The original "Berkeley" RAID classifications are still kept as an important historical reference point and also to recognize that RAID Levels 0-6 successfully define all known data mapping and protection schemes for disk. Unfortunately, the original classification caused some confusion due to assumption that higher RAID levels imply higher redundancy and performance. This confusion was exploited by RAID system manufacturers, and gave birth to the products with such names as RAID-7, RAID-10, RAID-30, RAID-S, etc. The new system describes the data availability characteristics of the RAID system rather than the details of its implementation.

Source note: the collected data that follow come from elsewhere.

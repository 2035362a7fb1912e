//! Bounded call-graph tracing between two rule end-points.
//!
//! A trace rule asks whether control (Basic mode) or a value (Advanced mode) can get from one
//! point of the application to another. Both modes share the machinery of this module:
//!
//! - end-point expansion: every `TRACEFROM` term is paired with every `TRACETO` term, and
//!   each from-candidate starts an independent walk with a fresh [`TraceState`]
//! - the three-valued [`StopCondition`], evaluated on every node entered
//! - chain accumulation with a hop bound (`TRACELENGTHMAX`)
//!
//! Chains are recorded in walk order and reversed for [`Direction::Reverse`] rules, so a bound
//! `<tracepath>` always reads caller first.
//!
//! # Examples
//!
//! ```rust
//! use bugscope::prelude::*;
//!
//! let index = MemoryIndex::builder()
//!     .call("Lcom/app/B;->b()V", "Lcom/app/A;->a()V")
//!     .call("Lcom/app/C;->c()V", "Lcom/app/B;->b()V")
//!     .build()?;
//! let config = EngineConfig::default();
//! let adapter = IndexAdapter::new(&index, &config);
//!
//! let template = TemplateParser::new().parse_str(r#"{
//!     "METADATA": { "NAME": "Reach" },
//!     "CODEPARAMS": { "TRACE": { "TRACEFROM": "Lcom/app/A;->a()V", "TRACETO": "<class>:Lcom/app/C;" } }
//! }"#)?;
//! let rule = &template.code.as_ref().unwrap().trace[0];
//!
//! let outcome = TraceEngine::new(&adapter, &config).trace(rule, &LinkTable::new())?;
//! assert_eq!(outcome.paths(), vec!["Lcom/app/C;->c()V,Lcom/app/B;->b()V,Lcom/app/A;->a()V"]);
//! # Ok::<(), bugscope::Error>(())
//! ```

mod advanced;
mod basic;
pub mod dispatch;

use std::collections::HashSet;

use tracing::debug;

use crate::{
    config::EngineConfig,
    engine::search::wildcard_match,
    index::{class_part, IndexAdapter, MethodQuery, MethodRef},
    links::LinkTable,
    template::{Candidate, Direction, Qualifier, Scope, TraceMode, TraceRule},
    Result,
};

/// Prefix marking the final node of a chain whose match is uncertain.
pub const MAYBE_MARKER: &str = "|MAYBE|";

/// Separator of nodes in a bound `<tracepath>`.
pub const PATH_SEPARATOR: &str = ",";

/// Whether a node satisfies the trace end-point.
#[derive(Debug, Clone, Copy, PartialEq, Eq)]
pub enum StopCondition {
    /// Not the end-point; keep walking
    False,
    /// The end-point
    True,
    /// Same method name and descriptor as the end-point, declared in another class
    Maybe,
}

/// The chains found by one trace rule.
#[derive(Debug, Clone, Default, PartialEq, Eq)]
pub struct TraceOutcome {
    chains: Vec<Vec<String>>,
}

impl TraceOutcome {
    /// Returns `true` if at least one chain was found.
    #[must_use]
    pub fn is_satisfied(&self) -> bool {
        !self.chains.is_empty()
    }

    /// The distinct chains, caller first, in discovery order.
    #[must_use]
    pub fn chains(&self) -> &[Vec<String>] {
        &self.chains
    }

    /// Returns `true` if any chain ends in an uncertain match.
    #[must_use]
    pub fn uncertain(&self) -> bool {
        self.chains
            .iter()
            .flatten()
            .any(|node| node.starts_with(MAYBE_MARKER))
    }

    /// The chains joined into `<tracepath>` strings.
    #[must_use]
    pub fn paths(&self) -> Vec<String> {
        self.chains
            .iter()
            .map(|chain| chain.join(PATH_SEPARATOR))
            .collect()
    }

    fn push(&mut self, chain: Vec<String>) {
        if !self.chains.contains(&chain) {
            self.chains.push(chain);
        }
    }
}

/// Per from-candidate walk state: the visited set and the chains recorded so far.
#[derive(Debug, Default)]
pub(crate) struct TraceState {
    visited: HashSet<String>,
    chains: Vec<Vec<String>>,
}

impl TraceState {
    /// Marks `key` as visited; returns `false` if it already was.
    pub(crate) fn visit(&mut self, key: String) -> bool {
        self.visited.insert(key)
    }

    pub(crate) fn record(&mut self, chain: Vec<String>) {
        if !self.chains.contains(&chain) {
            self.chains.push(chain);
        }
    }
}

/// The resolved `TRACETO` side of one term pair.
#[derive(Debug)]
pub(crate) struct Target {
    candidates: Vec<Candidate>,
    qualifier: Option<Qualifier>,
}

impl Target {
    pub(crate) fn stop_condition(&self, node: &str) -> StopCondition {
        for candidate in &self.candidates {
            let matched = match candidate.scope {
                Scope::Class => class_part(node) == class_part(&candidate.value),
                Scope::Method => {
                    node == candidate.value
                        || MethodRef::parse(node)
                            .is_ok_and(|method| MethodQuery::parse(&candidate.value).matches(&method))
                }
            };
            if matched {
                return StopCondition::True;
            }
        }

        // Loose matching only for a single literal end-point.
        let [candidate] = self.candidates.as_slice() else {
            return StopCondition::False;
        };
        if !candidate.literal {
            return StopCondition::False;
        }
        match candidate.scope {
            Scope::Class => {
                let pattern = class_part(&candidate.value);
                if pattern.ends_with('*') && wildcard_match(pattern, class_part(node)) {
                    return StopCondition::True;
                }
            }
            Scope::Method => {
                let wanted = MethodQuery::parse(&candidate.value);
                let seen = MethodQuery::parse(node);
                if wanted.name.is_some()
                    && wanted.name == seen.name
                    && wanted.descriptor == seen.descriptor
                    && wanted.class != seen.class
                {
                    return StopCondition::Maybe;
                }
            }
        }
        StopCondition::False
    }
}

/// Outcome of entering a node.
pub(crate) enum Step {
    /// The node matched the end-point and the chain was recorded
    Matched,
    /// The hop bound is reached
    Exhausted,
    /// Keep walking with the extended chain
    Continue(Vec<String>),
}

/// Read-only context of one walk.
pub(crate) struct Walk<'w, 'a> {
    pub(crate) adapter: &'w IndexAdapter<'a>,
    pub(crate) target: &'w Target,
    pub(crate) direction: Direction,
    pub(crate) max_length: usize,
}

impl Walk<'_, '_> {
    /// Records `chain` extended by `label` if `label` satisfies the end-point.
    pub(crate) fn record_match(&self, label: &str, chain: &[String], state: &mut TraceState) -> bool {
        match self.target.stop_condition(label) {
            StopCondition::True => {
                state.record(extend(chain, label));
                true
            }
            StopCondition::Maybe => {
                state.record(extend(chain, &format!("{MAYBE_MARKER}{label}")));
                true
            }
            StopCondition::False => false,
        }
    }

    /// Enters the node `label`.
    ///
    /// Unqualified end-points are matched against every node entered; qualified ones only
    /// at the register level.
    pub(crate) fn step(&self, label: &str, chain: &[String], state: &mut TraceState) -> Step {
        if self.target.qualifier.is_none() && self.record_match(label, chain, state) {
            return Step::Matched;
        }
        let next = extend(chain, label);
        if next.len() - 1 < self.max_length {
            Step::Continue(next)
        } else {
            Step::Exhausted
        }
    }
}

/// Returns `chain` with `label` appended, unless it already ends with it.
pub(crate) fn extend(chain: &[String], label: &str) -> Vec<String> {
    let mut next = chain.to_vec();
    if next.last().map(String::as_str) != Some(label) {
        next.push(label.to_string());
    }
    next
}

/// The walk's start node for a from-candidate.
pub(crate) fn start_node(candidate: &Candidate) -> MethodQuery {
    match candidate.scope {
        Scope::Class => MethodQuery::class(class_part(&candidate.value)),
        Scope::Method => MethodQuery::parse(&candidate.value),
    }
}

/// Evaluates trace rules against one application.
pub struct TraceEngine<'e, 'a> {
    adapter: &'e IndexAdapter<'a>,
    default_max_length: usize,
}

impl<'e, 'a> TraceEngine<'e, 'a> {
    /// Creates a trace engine over `adapter`; rules without `TRACELENGTHMAX` use the
    /// configured default.
    #[must_use]
    pub fn new(adapter: &'e IndexAdapter<'a>, config: &EngineConfig) -> Self {
        TraceEngine {
            adapter,
            default_max_length: config.trace.trace_length_max,
        }
    }

    /// Evaluates an AND-list of trace rules.
    ///
    /// Each satisfied rule binds its chains under its `<tracepath>` identifiers before the
    /// next rule runs. Evaluation stops at the first unsatisfied rule.
    ///
    /// # Errors
    ///
    /// Propagates index errors.
    pub fn evaluate(&self, rules: &[TraceRule], links: &mut LinkTable) -> Result<bool> {
        for rule in rules {
            let outcome = self.trace(rule, links)?;
            if !outcome.is_satisfied() {
                return Ok(false);
            }
            for binding in &rule.returns {
                links.bind_all(&binding.id, outcome.paths());
            }
        }
        Ok(true)
    }

    /// Runs one trace rule.
    ///
    /// # Errors
    ///
    /// Propagates index errors. Unresolvable end-points give an unsatisfied outcome.
    pub fn trace(&self, rule: &TraceRule, links: &LinkTable) -> Result<TraceOutcome> {
        let max_length = rule.max_length.unwrap_or(self.default_max_length);
        let mut outcome = TraceOutcome::default();

        for from_term in &rule.from.terms {
            let sources = from_term.expand(links);
            for to_term in &rule.to.terms {
                let candidates = to_term.expand(links);
                if sources.is_empty() || candidates.is_empty() {
                    debug!(
                        "Trace {} -> {} has an unresolved end-point",
                        from_term.term, to_term.term
                    );
                    continue;
                }

                let target = Target {
                    candidates,
                    qualifier: rule.to.qualifier,
                };
                let walk = Walk {
                    adapter: self.adapter,
                    target: &target,
                    direction: rule.direction,
                    max_length,
                };

                for source in &sources {
                    let mut state = TraceState::default();
                    match rule.mode {
                        TraceMode::Basic => basic::trace(&walk, source, &mut state)?,
                        TraceMode::Advanced => {
                            advanced::trace(&walk, source, rule.from.qualifier, &mut state)?;
                        }
                    }
                    debug!(
                        "{} trace from {} found {} chains",
                        rule.mode,
                        source.value,
                        state.chains.len()
                    );

                    for mut chain in state.chains {
                        if rule.direction == Direction::Reverse {
                            chain.reverse();
                        }
                        outcome.push(chain);
                    }
                }
            }
        }

        Ok(outcome)
    }
}

#[cfg(test)]
mod tests {
    use super::*;
    use crate::template::{PointTerm, TracePoint};

    fn target(point: &str) -> Target {
        let point = TracePoint::parse(point).unwrap();
        let term: &PointTerm = &point.terms[0];
        Target {
            candidates: term.expand(&LinkTable::new()),
            qualifier: point.qualifier,
        }
    }

    #[test]
    fn exact_and_class_scoped_matches() {
        let method = target("Lcom/a/B;->run()V");
        assert_eq!(method.stop_condition("Lcom/a/B;->run()V"), StopCondition::True);
        assert_eq!(method.stop_condition("Lcom/a/B;->stop()V"), StopCondition::False);

        let class = target("<class>:Lcom/a/B;");
        assert_eq!(class.stop_condition("Lcom/a/B;->anything()V"), StopCondition::True);
        assert_eq!(class.stop_condition("Lcom/a/B;"), StopCondition::True);
        assert_eq!(class.stop_condition("Lcom/a/C;->run()V"), StopCondition::False);

        let partial = target("<method>:Lcom/a/B;->run");
        assert_eq!(partial.stop_condition("Lcom/a/B;->run(I)V"), StopCondition::True);
    }

    #[test]
    fn wildcard_and_uncertain_matches() {
        let wildcard = target("<class>:Lcom/app/*");
        assert_eq!(wildcard.stop_condition("Lcom/app/x/Y;->y()V"), StopCondition::True);
        assert_eq!(wildcard.stop_condition("Lcom/lib/Y;->y()V"), StopCondition::False);

        let method = target("Lcom/a/B;->run()V");
        assert_eq!(method.stop_condition("Lcom/z/Z;->run()V"), StopCondition::Maybe);
    }

    #[test]
    fn linked_end_points_match_exactly() {
        let mut links = LinkTable::new();
        links.bind("@sink", "Lcom/a/B;->run()V");
        let point = TracePoint::parse("@sink").unwrap();
        let linked = Target {
            candidates: point.terms[0].expand(&links),
            qualifier: point.qualifier,
        };

        assert_eq!(linked.stop_condition("Lcom/a/B;->run()V"), StopCondition::True);
        assert_eq!(linked.stop_condition("Lcom/z/Z;->run()V"), StopCondition::False);
    }

    #[test]
    fn chain_extension() {
        let chain = extend(&[], "a");
        let chain = extend(&chain, "b");
        assert_eq!(extend(&chain, "b"), vec!["a", "b"]);
        assert_eq!(extend(&chain, "a"), vec!["a", "b", "a"]);
    }

    #[test]
    fn outcome_paths() {
        let mut outcome = TraceOutcome::default();
        outcome.push(vec!["a".into(), "b".into()]);
        outcome.push(vec!["a".into(), "b".into()]);
        outcome.push(vec!["c".into(), format!("{MAYBE_MARKER}d")]);

        assert_eq!(outcome.paths(), vec!["a,b", "c,|MAYBE|d"]);
        assert!(outcome.uncertain());
        assert!(outcome.is_satisfied());
    }
}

The next list provides criteria for all three classes of RAID:

- Failure-resistant disk systems (FRDS) (meets a minimum of criteria 1 - 6):

1. Protection against data loss and loss of access to data due to disk drive failure
2. Reconstruction of failed drive content to a replacement drive
3. Protection against data loss due to a "write hole"
4. Protection against data loss due to host and host I/O bus failure
5. Protection against data loss due to replaceable unit failure
6. Replaceable unit monitoring and failure indication

- Failure-tolerant disk systems (FTDS) (meets a minimum of criteria 7 - 15 ):

7. Disk automatic swap and hot swap
8. Protection against data loss due to cache failure
9. Protection against data loss due to external power failure
10. Protection against data loss due to a temperature out of operating range
11. Replaceable unit and environmental failure warning
12. Protection against loss of access to data due to device channel failure
13. Protection against loss of access to data due to controller module failure
14. Protection against loss of access to data due to cache failure
15. Protection against loss of access to data due to power supply failure

- Disaster-tolerant disk systems (DTDS) (meets a minimum of criteria 16 - 21):

16. Protection against loss of access to data due to host and host I/O bus failure
17. Protection against loss of access to data due to external power failure
18. Protection against loss of access to data due to component replacement
19. Protection against loss of data and loss of access to data due to multiple disk failure
20. Protection against loss of access to data due to zone failure
21. Long-distance protection against loss of data due to zone failure

[*] Non-standard levels

Main article: Non-standard RAID levels

Many configurations other than the basic numbered RAID levels are possible, and many companies, organizations, and groups have created their own non-standard configurations, in many cases designed to meet the specialised needs of a small niche group. Most of these non-standard RAID levels are proprietary .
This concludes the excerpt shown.